Most headlines about Sarah Palin over the past four years could be summarized in the phrase, “Sarah Palin said something, unfortunately.”
Wednesday, she tweeted and posted on Facebook that “Obama’s Shuck and Jive Ends With Benghazi Lies.”
I am torn, though. Is it worth noting?
Perhaps, I worry, this is part of the problem: paying attention at all, and paying attention not to what she said but to how she said it. Focusing on flair, not content. Glitz, not substance. Flavor, not nutrition.
But this is like hand-wringing over the rise of public interest in nudity instead of noting that a flasher just ran by.
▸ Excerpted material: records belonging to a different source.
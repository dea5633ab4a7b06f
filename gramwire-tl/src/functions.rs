//! RPC functions of the MTProto schema.

use crate::deserialize::{Buffer, Result};
use crate::{Blob, Deserializable, Identifiable, RemoteCall, Serializable, enums};

tl_function! {
    ReqPqMulti = 0xbe7e8ef1 {
        nonce: [u8; 16],
    } -> enums::ResPq
}

tl_function! {
    ReqDhParams = 0xd712e4be {
        nonce: [u8; 16],
        server_nonce: [u8; 16],
        p: Vec<u8>,
        q: Vec<u8>,
        public_key_fingerprint: i64,
        encrypted_data: Vec<u8>,
    } -> enums::ServerDhParams
}

tl_function! {
    SetClientDhParams = 0xf5045f1f {
        nonce: [u8; 16],
        server_nonce: [u8; 16],
        encrypted_data: Vec<u8>,
    } -> enums::SetClientDhParamsAnswer
}

tl_function! {
    Ping = 0x7abe77ec {
        ping_id: i64,
    } -> enums::Pong
}

tl_function! {
    /// Ping that also asks the server to close the connection after
    /// `disconnect_delay` seconds without further pings.
    PingDelayDisconnect = 0xf3427b8c {
        ping_id: i64,
        disconnect_delay: i32,
    } -> enums::Pong
}

tl_function! {
    GetFutureSalts = 0xb921bd04 {
        num: i32,
    } -> enums::FutureSalts
}

pub const INVOKE_AFTER_MSG_ID: u32 = 0xcb9f372d;

/// `invokeAfterMsg`: run `query` only after `msg_id` has been processed.
#[derive(Clone, Debug, PartialEq)]
pub struct InvokeAfterMsg<X> {
    pub msg_id: i64,
    pub query: X,
}

impl<X> Identifiable for InvokeAfterMsg<X> {
    const CONSTRUCTOR_ID: u32 = INVOKE_AFTER_MSG_ID;
}

impl<X: Serializable> Serializable for InvokeAfterMsg<X> {
    fn serialize(&self, buf: &mut impl Extend<u8>) {
        Self::CONSTRUCTOR_ID.serialize(buf);
        self.msg_id.serialize(buf);
        self.query.serialize(buf);
    }
}

/// Only the opaque form can be read back, since the query's type is unknown.
impl Deserializable for InvokeAfterMsg<Blob> {
    fn deserialize(buf: Buffer) -> Result<Self> {
        let msg_id = i64::deserialize(buf)?;
        let query = Blob::deserialize(buf)?;
        Ok(Self { msg_id, query })
    }
}

impl<X: RemoteCall> RemoteCall for InvokeAfterMsg<X> {
    type Return = X::Return;
}
//! TL binary serialization and the MTProto objects gramwire speaks.
//!
//! Only the handshake objects and the service messages a sender must
//! understand are defined here; application requests are opaque to the
//! transport and reach it already serialized.
//!
//! # Overview
//!
//! | Module        | Contents                                                   |
//! |---------------|------------------------------------------------------------|
//! | [`types`]     | Concrete constructors (bare types) as `struct`s            |
//! | [`functions`] | RPC functions as `struct`s implementing [`RemoteCall`]     |
//! | [`enums`]     | Boxed types as `enum`s implementing [`Deserializable`]     |
//!
//! Bare types serialize without their constructor id; functions and enums
//! always write it.
//!
//! ```rust
//! use gramwire_tl::{functions, Serializable};
//!
//! let ping = functions::Ping { ping_id: 7 };
//! let bytes = ping.to_bytes();
//! assert_eq!(&bytes[..4], &0x7abe77ecu32.to_le_bytes());
//! ```

#![deny(unsafe_code)]

#[macro_use]
mod macros;

pub mod deserialize;
pub mod enums;
pub mod functions;
pub mod serialize;
pub mod types;

pub use deserialize::{Cursor, Deserializable};
pub use serialize::Serializable;

/// Bare vector: `vector` (lowercase) as opposed to the boxed `Vector`.
///
/// Used where the schema sends a length-prefixed list without the usual
/// `0x1cb5c415` constructor ID header (e.g. `future_salts.salts`).
#[derive(Clone, Debug, PartialEq)]
pub struct RawVec<T>(pub Vec<T>);

/// Opaque blob of bytes passed through without interpretation.
///
/// Serializes as the raw bytes and deserializes by consuming everything left
/// in the buffer, which is how `rpc_result.result` and `invokeAfterMsg.query`
/// are carried.
#[derive(Clone, Debug, PartialEq)]
pub struct Blob(pub Vec<u8>);

impl From<Vec<u8>> for Blob {
    fn from(v: Vec<u8>) -> Self { Self(v) }
}

// ─── Core traits ──────────────────────────────────────────────────────────────

/// Every TL object has a unique 32-bit constructor ID.
pub trait Identifiable {
    /// The constructor ID as specified in the TL schema.
    const CONSTRUCTOR_ID: u32;
}

/// Marks a function type that can be sent as an RPC call.
///
/// `Return` is the type the server will respond with.
pub trait RemoteCall: Serializable {
    /// The deserialized response type.
    type Return: Deserializable;

    /// Requests of this kind must be executed in the order they were queued,
    /// which the sender enforces by wrapping them in `invokeAfterMsg`.
    const INVOKE_AFTER: bool = false;
}

/// Human-readable name of a constructor id, for log lines.
pub fn name_for_id(id: u32) -> Option<&'static str> {
    Some(match id {
        types::ResPq::CONSTRUCTOR_ID => "resPQ",
        types::PQInnerData::CONSTRUCTOR_ID => "p_q_inner_data",
        types::ServerDhParamsFail::CONSTRUCTOR_ID => "server_DH_params_fail",
        types::ServerDhParamsOk::CONSTRUCTOR_ID => "server_DH_params_ok",
        types::ServerDhInnerData::CONSTRUCTOR_ID => "server_DH_inner_data",
        types::ClientDhInnerData::CONSTRUCTOR_ID => "client_DH_inner_data",
        types::DhGenOk::CONSTRUCTOR_ID => "dh_gen_ok",
        types::DhGenRetry::CONSTRUCTOR_ID => "dh_gen_retry",
        types::DhGenFail::CONSTRUCTOR_ID => "dh_gen_fail",
        types::RpcResult::CONSTRUCTOR_ID => "rpc_result",
        types::RpcError::CONSTRUCTOR_ID => "rpc_error",
        types::MsgContainer::CONSTRUCTOR_ID => "msg_container",
        types::GzipPacked::CONSTRUCTOR_ID => "gzip_packed",
        types::Pong::CONSTRUCTOR_ID => "pong",
        types::BadMsgNotification::CONSTRUCTOR_ID => "bad_msg_notification",
        types::BadServerSalt::CONSTRUCTOR_ID => "bad_server_salt",
        types::MsgDetailedInfo::CONSTRUCTOR_ID => "msg_detailed_info",
        types::MsgNewDetailedInfo::CONSTRUCTOR_ID => "msg_new_detailed_info",
        types::NewSessionCreated::CONSTRUCTOR_ID => "new_session_created",
        types::MsgsAck::CONSTRUCTOR_ID => "msgs_ack",
        types::FutureSalt::CONSTRUCTOR_ID => "future_salt",
        types::FutureSalts::CONSTRUCTOR_ID => "future_salts",
        types::MsgsStateReq::CONSTRUCTOR_ID => "msgs_state_req",
        types::MsgsStateInfo::CONSTRUCTOR_ID => "msgs_state_info",
        types::MsgsAllInfo::CONSTRUCTOR_ID => "msgs_all_info",
        types::MsgResendReq::CONSTRUCTOR_ID => "msg_resend_req",
        functions::ReqPqMulti::CONSTRUCTOR_ID => "req_pq_multi",
        functions::ReqDhParams::CONSTRUCTOR_ID => "req_DH_params",
        functions::SetClientDhParams::CONSTRUCTOR_ID => "set_client_DH_params",
        functions::Ping::CONSTRUCTOR_ID => "ping",
        functions::PingDelayDisconnect::CONSTRUCTOR_ID => "ping_delay_disconnect",
        functions::GetFutureSalts::CONSTRUCTOR_ID => "get_future_salts",
        functions::INVOKE_AFTER_MSG_ID => "invokeAfterMsg",
        _ => return None,
    })
}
At least the ratio of noise made to attention paid has shifted in the past three years.
Palin is turning into Ann Coulter, who is professionally obligated to name-call the president in a way that would embarrass many of today’s middle schoolers in order for anyone to pay attention.
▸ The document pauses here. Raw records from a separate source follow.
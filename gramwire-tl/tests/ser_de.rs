use gramwire_tl::deserialize::Error;
use gramwire_tl::{Blob, Cursor, Deserializable, Identifiable, RawVec, Serializable, enums, functions, types};

// ── Primitives ────────────────────────────────────────────────────────────────

#[test]
fn integers_are_little_endian() {
    assert_eq!(0x01020304i32.to_bytes(), [4, 3, 2, 1]);
    assert_eq!((-2i64).to_bytes(), [0xfe, 0xff, 0xff, 0xff, 0xff, 0xff, 0xff, 0xff]);
    assert_eq!(i64::from_bytes(&i64::MIN.to_bytes()).unwrap(), i64::MIN);
}

#[test]
fn bool_uses_constructor_ids() {
    assert_eq!(true.to_bytes(), 0x997275b5u32.to_le_bytes());
    assert_eq!(false.to_bytes(), 0xbc799737u32.to_le_bytes());
    assert_eq!(
        bool::from_bytes(&7u32.to_le_bytes()),
        Err(Error::UnexpectedConstructor { id: 7 })
    );
}

// ── Bytes ─────────────────────────────────────────────────────────────────────

#[test]
fn short_bytes_are_padded_to_four() {
    let bytes = b"abcde".to_vec().to_bytes();
    assert_eq!(bytes, [5, b'a', b'b', b'c', b'd', b'e', 0, 0]);
    assert_eq!(Vec::<u8>::from_bytes(&bytes).unwrap(), b"abcde");
}

#[test]
fn long_bytes_use_four_byte_header() {
    let data = vec![0x42u8; 300];
    let bytes = data.to_bytes();
    assert_eq!(&bytes[..4], &[0xfe, 0x2c, 0x01, 0x00]);
    assert_eq!(bytes.len(), 304);
    assert_eq!(Vec::<u8>::from_bytes(&bytes).unwrap(), data);
}

#[test]
fn declared_length_past_end_is_eof() {
    assert_eq!(Vec::<u8>::from_bytes(&[10, 1, 2, 3]), Err(Error::UnexpectedEof));
}

#[test]
fn invalid_utf8_string() {
    let bytes = vec![0xffu8, 0xfe].to_bytes();
    assert_eq!(String::from_bytes(&bytes), Err(Error::InvalidUtf8));
}

#[test]
fn blob_consumes_everything() {
    let mut cur = Cursor::from_slice(&[1, 2, 3, 4, 5]);
    assert_eq!(u32::deserialize(&mut cur).unwrap(), 0x04030201);
    assert_eq!(Blob::deserialize(&mut cur).unwrap(), Blob(vec![5]));
    assert_eq!(cur.remaining(), 0);
}

// ── Vectors ───────────────────────────────────────────────────────────────────

#[test]
fn boxed_vector_has_header() {
    let bytes = vec![7i64].to_bytes();
    assert_eq!(&bytes[..4], &0x1cb5c415u32.to_le_bytes());
    assert_eq!(Vec::<i64>::from_bytes(&bytes).unwrap(), vec![7]);
}

#[test]
fn negative_vector_length_is_rejected() {
    let mut bytes = 0x1cb5c415u32.to_le_bytes().to_vec();
    bytes.extend((-1i32).to_le_bytes());
    assert_eq!(Vec::<i32>::from_bytes(&bytes), Err(Error::UnexpectedEof));
}

// ── Service objects ───────────────────────────────────────────────────────────

#[test]
fn functions_write_their_constructor() {
    let req = functions::ReqPqMulti { nonce: [9; 16] };
    let bytes = req.to_bytes();
    assert_eq!(&bytes[..4], &0xbe7e8ef1u32.to_le_bytes());
    assert_eq!(bytes.len(), 20);

    let mut cur = Cursor::from_slice(&bytes[4..]);
    assert_eq!(functions::ReqPqMulti::deserialize(&mut cur).unwrap(), req);
}

#[test]
fn boxed_enum_dispatches_on_constructor() {
    let ok = types::DhGenRetry {
        nonce: [1; 16],
        server_nonce: [2; 16],
        new_nonce_hash2: [3; 16],
    };
    let bytes = enums::SetClientDhParamsAnswer::from(ok.clone()).to_bytes();
    assert_eq!(&bytes[..4], &types::DhGenRetry::CONSTRUCTOR_ID.to_le_bytes());
    assert_eq!(
        enums::SetClientDhParamsAnswer::from_bytes(&bytes).unwrap(),
        enums::SetClientDhParamsAnswer::DhGenRetry(ok)
    );

    let pong = types::Pong { msg_id: 1, ping_id: 2 };
    let bytes = enums::Pong::from(pong).to_bytes();
    assert_eq!(
        enums::SetClientDhParamsAnswer::from_bytes(&bytes),
        Err(Error::UnexpectedConstructor { id: types::Pong::CONSTRUCTOR_ID })
    );
}

#[test]
fn container_items_carry_raw_length() {
    let container = types::MsgContainer {
        messages: vec![
            types::Message { msg_id: 4, seqno: 1, body: vec![1, 2, 3, 4] },
            types::Message { msg_id: 8, seqno: 3, body: vec![] },
        ],
    };
    let bytes = container.to_bytes();
    assert_eq!(&bytes[..4], &2i32.to_le_bytes());
    assert_eq!(&bytes[16..20], &4i32.to_le_bytes());
    assert_eq!(types::MsgContainer::from_bytes(&bytes).unwrap(), container);
}

#[test]
fn future_salts_use_bare_vector() {
    let salts = types::FutureSalts {
        req_msg_id: 99,
        now: 1000,
        salts: RawVec(vec![types::FutureSalt { valid_since: 1, valid_until: 2, salt: 3 }]),
    };
    let bytes = salts.to_bytes();
    // req_msg_id, now, count, then one 16-byte bare salt
    assert_eq!(bytes.len(), 8 + 4 + 4 + 16);
    assert_eq!(types::FutureSalts::from_bytes(&bytes).unwrap(), salts);
}

#[test]
fn invoke_after_wraps_opaque_query() {
    let inner = functions::Ping { ping_id: 5 }.to_bytes();
    let wrapped = functions::InvokeAfterMsg { msg_id: 0x100, query: Blob(inner.clone()) }.to_bytes();
    assert_eq!(&wrapped[..4], &functions::INVOKE_AFTER_MSG_ID.to_le_bytes());
    assert_eq!(&wrapped[4..12], &0x100i64.to_le_bytes());
    assert_eq!(&wrapped[12..], inner.as_slice());
}

#[test]
fn names_known_constructors() {
    assert_eq!(gramwire_tl::name_for_id(0xedab447b), Some("bad_server_salt"));
    assert_eq!(gramwire_tl::name_for_id(0xdeadbeef), None);
}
We already knew how badly Palin’s latest turn of phrase would play. We’ve been over this. This one already came around, as my colleague Erik Wemple noted, in 2008, when Andrew Cuomo, a surrogate for Hillary Clinton, used the phrase and numerous news outlets called him on it.
And this phrase is not just racially freighted: it’s vintage! It’s like she imported the talking point, and the tone, from the 1880s sometime, carefully wrapped in a mural of The Lost Cause.
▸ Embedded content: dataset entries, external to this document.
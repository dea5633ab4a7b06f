//! Bare constructors of the MTProto handshake and service schema.

use crate::deserialize::{Buffer, Error, Result};
use crate::{Blob, Deserializable, Identifiable, RawVec, Serializable};

// ─── Handshake ───────────────────────────────────────────────────────────────

tl_type! {
    /// `resPQ`: answer to `req_pq_multi`.
    ResPq = 0x05162463 {
        nonce: [u8; 16],
        server_nonce: [u8; 16],
        /// Big-endian 64-bit composite.
        pq: Vec<u8>,
        server_public_key_fingerprints: Vec<i64>,
    }
}

tl_type! {
    /// `p_q_inner_data`: the RSA-encrypted payload of `req_DH_params`.
    PQInnerData = 0x83c95aec {
        pq: Vec<u8>,
        p: Vec<u8>,
        q: Vec<u8>,
        nonce: [u8; 16],
        server_nonce: [u8; 16],
        new_nonce: [u8; 32],
    }
}

tl_type! {
    ServerDhParamsFail = 0x79cb045d {
        nonce: [u8; 16],
        server_nonce: [u8; 16],
        new_nonce_hash: [u8; 16],
    }
}

tl_type! {
    ServerDhParamsOk = 0xd0e8075c {
        nonce: [u8; 16],
        server_nonce: [u8; 16],
        encrypted_answer: Vec<u8>,
    }
}

tl_type! {
    ServerDhInnerData = 0xb5890dba {
        nonce: [u8; 16],
        server_nonce: [u8; 16],
        g: i32,
        dh_prime: Vec<u8>,
        g_a: Vec<u8>,
        server_time: i32,
    }
}

tl_type! {
    ClientDhInnerData = 0x6643b654 {
        nonce: [u8; 16],
        server_nonce: [u8; 16],
        retry_id: i64,
        g_b: Vec<u8>,
    }
}

tl_type! {
    DhGenOk = 0x3bcbf734 {
        nonce: [u8; 16],
        server_nonce: [u8; 16],
        new_nonce_hash1: [u8; 16],
    }
}

tl_type! {
    DhGenRetry = 0x46dc1fb9 {
        nonce: [u8; 16],
        server_nonce: [u8; 16],
        new_nonce_hash2: [u8; 16],
    }
}

tl_type! {
    DhGenFail = 0xa69dae02 {
        nonce: [u8; 16],
        server_nonce: [u8; 16],
        new_nonce_hash3: [u8; 16],
    }
}

// ─── RPC envelopes ───────────────────────────────────────────────────────────

tl_type! {
    /// `rpc_result`: `result` is everything after `req_msg_id`.
    RpcResult = 0xf35c6d01 {
        req_msg_id: i64,
        result: Blob,
    }
}

tl_type! {
    RpcError = 0x2144ca19 {
        error_code: i32,
        error_message: String,
    }
}

tl_type! {
    GzipPacked = 0x3072cfa1 {
        packed_data: Vec<u8>,
    }
}

/// One entry of a `msg_container`.
///
/// The body is length-prefixed by a raw `int` rather than TL `bytes`.
#[derive(Clone, Debug, PartialEq)]
pub struct Message {
    pub msg_id: i64,
    pub seqno: i32,
    pub body: Vec<u8>,
}

impl Serializable for Message {
    fn serialize(&self, buf: &mut impl Extend<u8>) {
        self.msg_id.serialize(buf);
        self.seqno.serialize(buf);
        (self.body.len() as i32).serialize(buf);
        buf.extend(self.body.iter().copied());
    }
}

impl Deserializable for Message {
    fn deserialize(buf: Buffer) -> Result<Self> {
        let msg_id = i64::deserialize(buf)?;
        let seqno = i32::deserialize(buf)?;
        let len = i32::deserialize(buf)?;
        if len < 0 || len as usize > buf.remaining() {
            return Err(Error::UnexpectedEof);
        }
        let mut body = vec![0u8; len as usize];
        buf.read_exact(&mut body)?;
        Ok(Self { msg_id, seqno, body })
    }
}

/// `msg_container`: a bare vector of [`Message`].
#[derive(Clone, Debug, PartialEq)]
pub struct MsgContainer {
    pub messages: Vec<Message>,
}

impl MsgContainer {
    /// Size of a container header: constructor id plus item count.
    pub const HEADER_LEN: usize = 8;
    /// Size of each item header: `msg_id`, `seqno` and `bytes`.
    pub const ITEM_HEADER_LEN: usize = 16;
}

impl Identifiable for MsgContainer {
    const CONSTRUCTOR_ID: u32 = 0x73f1f8dc;
}

impl Serializable for MsgContainer {
    fn serialize(&self, buf: &mut impl Extend<u8>) {
        (self.messages.len() as i32).serialize(buf);
        for message in &self.messages {
            message.serialize(buf);
        }
    }
}

impl Deserializable for MsgContainer {
    fn deserialize(buf: Buffer) -> Result<Self> {
        let RawVec(messages) = RawVec::<Message>::deserialize(buf)?;
        Ok(Self { messages })
    }
}

// ─── Service messages ────────────────────────────────────────────────────────

tl_type! {
    Pong = 0x347773c5 {
        msg_id: i64,
        ping_id: i64,
    }
}

tl_type! {
    BadMsgNotification = 0xa7eff811 {
        bad_msg_id: i64,
        bad_msg_seqno: i32,
        error_code: i32,
    }
}

tl_type! {
    BadServerSalt = 0xedab447b {
        bad_msg_id: i64,
        bad_msg_seqno: i32,
        error_code: i32,
        new_server_salt: i64,
    }
}

tl_type! {
    MsgDetailedInfo = 0x276d3ec6 {
        msg_id: i64,
        answer_msg_id: i64,
        bytes: i32,
        status: i32,
    }
}

tl_type! {
    MsgNewDetailedInfo = 0x809db6df {
        answer_msg_id: i64,
        bytes: i32,
        status: i32,
    }
}

tl_type! {
    NewSessionCreated = 0x9ec20908 {
        first_msg_id: i64,
        unique_id: i64,
        server_salt: i64,
    }
}

tl_type! {
    MsgsAck = 0x62d6b459 {
        msg_ids: Vec<i64>,
    }
}

tl_type! {
    FutureSalt = 0x0949d9dc {
        valid_since: i32,
        valid_until: i32,
        salt: i64,
    }
}

tl_type! {
    FutureSalts = 0xae500895 {
        req_msg_id: i64,
        now: i32,
        salts: RawVec<FutureSalt>,
    }
}

tl_type! {
    MsgsStateReq = 0xda69fb52 {
        msg_ids: Vec<i64>,
    }
}

tl_type! {
    MsgsStateInfo = 0x04deb57d {
        req_msg_id: i64,
        info: Vec<u8>,
    }
}

tl_type! {
    MsgsAllInfo = 0x8cc0d131 {
        msg_ids: Vec<i64>,
        info: Vec<u8>,
    }
}

tl_type! {
    MsgResendReq = 0x7d861a08 {
        msg_ids: Vec<i64>,
    }
}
Does she not realize that time has moved forward, altering our slang, winnowing the ranks of Confederate widows and wreaking havoc on the list of Phrases Popular in 1890 That You Can Still Use Without Sounding Terribly Racist? That phrase lurks in the vault with the uncut version of Disney’s “Song of the South” and all those black-and-white Bugs Bunny films — of which the less said the better.
But the less said the better is seldom the rule with Palin.
You don’t select that phrase if you want the substance of your remarks to be the main focus.